◆ Task details ◆
From the listing below, select every line where the word "bool" appears.

START Supplied records

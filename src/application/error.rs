use std::fmt;
use thiserror::Error;

use crate::domain::{entities::VideoId, repositories::AssetStoreError};

/// Which allowance a capacity error refers to
#[derive(Debug, Clone, Copy, PartialEq, Eq)]
pub enum MediaKind {
    Photos,
    Videos,
}

impl fmt::Display for MediaKind {
    fn fmt(&self, f: &mut fmt::Formatter<'_>) -> fmt::Result {
        match self {
            Self::Photos => write!(f, "photos"),
            Self::Videos => write!(f, "videos"),
        }
    }
}

/// Errors surfaced to whoever drives a listing's media editor
#[derive(Error, Debug, Clone, PartialEq, Eq)]
pub enum MediaError {
    #[error("Maximum {limit} {kind} per listing")]
    CapacityExceeded { kind: MediaKind, limit: usize },

    #[error("Please drop image files only")]
    NoImageFiles,

    #[error("Photos must be {limit_mb} MB or smaller")]
    PhotoTooLarge { limit_mb: u64 },

    #[error("Upload rejected: {message}")]
    UploadRejected { message: String },

    #[error("Network error: {message}")]
    Network { message: String },

    /// Bytes did not reach the upload target. The video record stays pending
    /// remotely; a retry needs a new upload session.
    #[error("Upload failed: {message}")]
    UploadFailed { video_id: Option<VideoId>, message: String },

    #[error("Photo order is out of date ({message}); the previous order was restored and nothing changed remotely")]
    Conflict { message: String },

    #[error("Not found: {resource}")]
    NotFound { resource: String },

    #[error("Unauthorized: {message}")]
    Unauthorized { message: String },

    #[error("Invalid response from media API: {message}")]
    InvalidResponse { message: String },
}

impl MediaError {
    /// Get the error type for logging
    pub fn error_type(&self) -> &'static str {
        match self {
            Self::CapacityExceeded { .. } => "capacity_exceeded",
            Self::NoImageFiles => "no_image_files",
            Self::PhotoTooLarge { .. } => "photo_too_large",
            Self::UploadRejected { .. } => "upload_rejected",
            Self::Network { .. } => "network",
            Self::UploadFailed { .. } => "upload_failed",
            Self::Conflict { .. } => "conflict",
            Self::NotFound { .. } => "not_found",
            Self::Unauthorized { .. } => "unauthorized",
            Self::InvalidResponse { .. } => "invalid_response",
        }
    }

    /// Errors the user fixes by changing what they submit rather than retrying
    pub fn is_user_correctable(&self) -> bool {
        matches!(
            self,
            Self::CapacityExceeded { .. }
                | Self::NoImageFiles
                | Self::PhotoTooLarge { .. }
                | Self::UploadRejected { .. }
        )
    }

    /// Transient failures the user may simply re-initiate
    pub fn is_transient(&self) -> bool {
        matches!(self, Self::Network { .. } | Self::UploadFailed { .. })
    }
}

impl From<AssetStoreError> for MediaError {
    fn from(error: AssetStoreError) -> Self {
        match error {
            AssetStoreError::UploadRejected { message } => Self::UploadRejected { message },
            AssetStoreError::Network { message } => Self::Network { message },
            AssetStoreError::Conflict { message } => Self::Conflict { message },
            AssetStoreError::NotFound { resource } => Self::NotFound { resource },
            AssetStoreError::Unauthorized { message } => Self::Unauthorized { message },
            AssetStoreError::InvalidResponse { message } => Self::InvalidResponse { message },
        }
    }
}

END Supplied records

◆ Exercise response ◆
    pub fn is_user_correctable(&self) -> bool {
    pub fn is_transient(&self) -> bool {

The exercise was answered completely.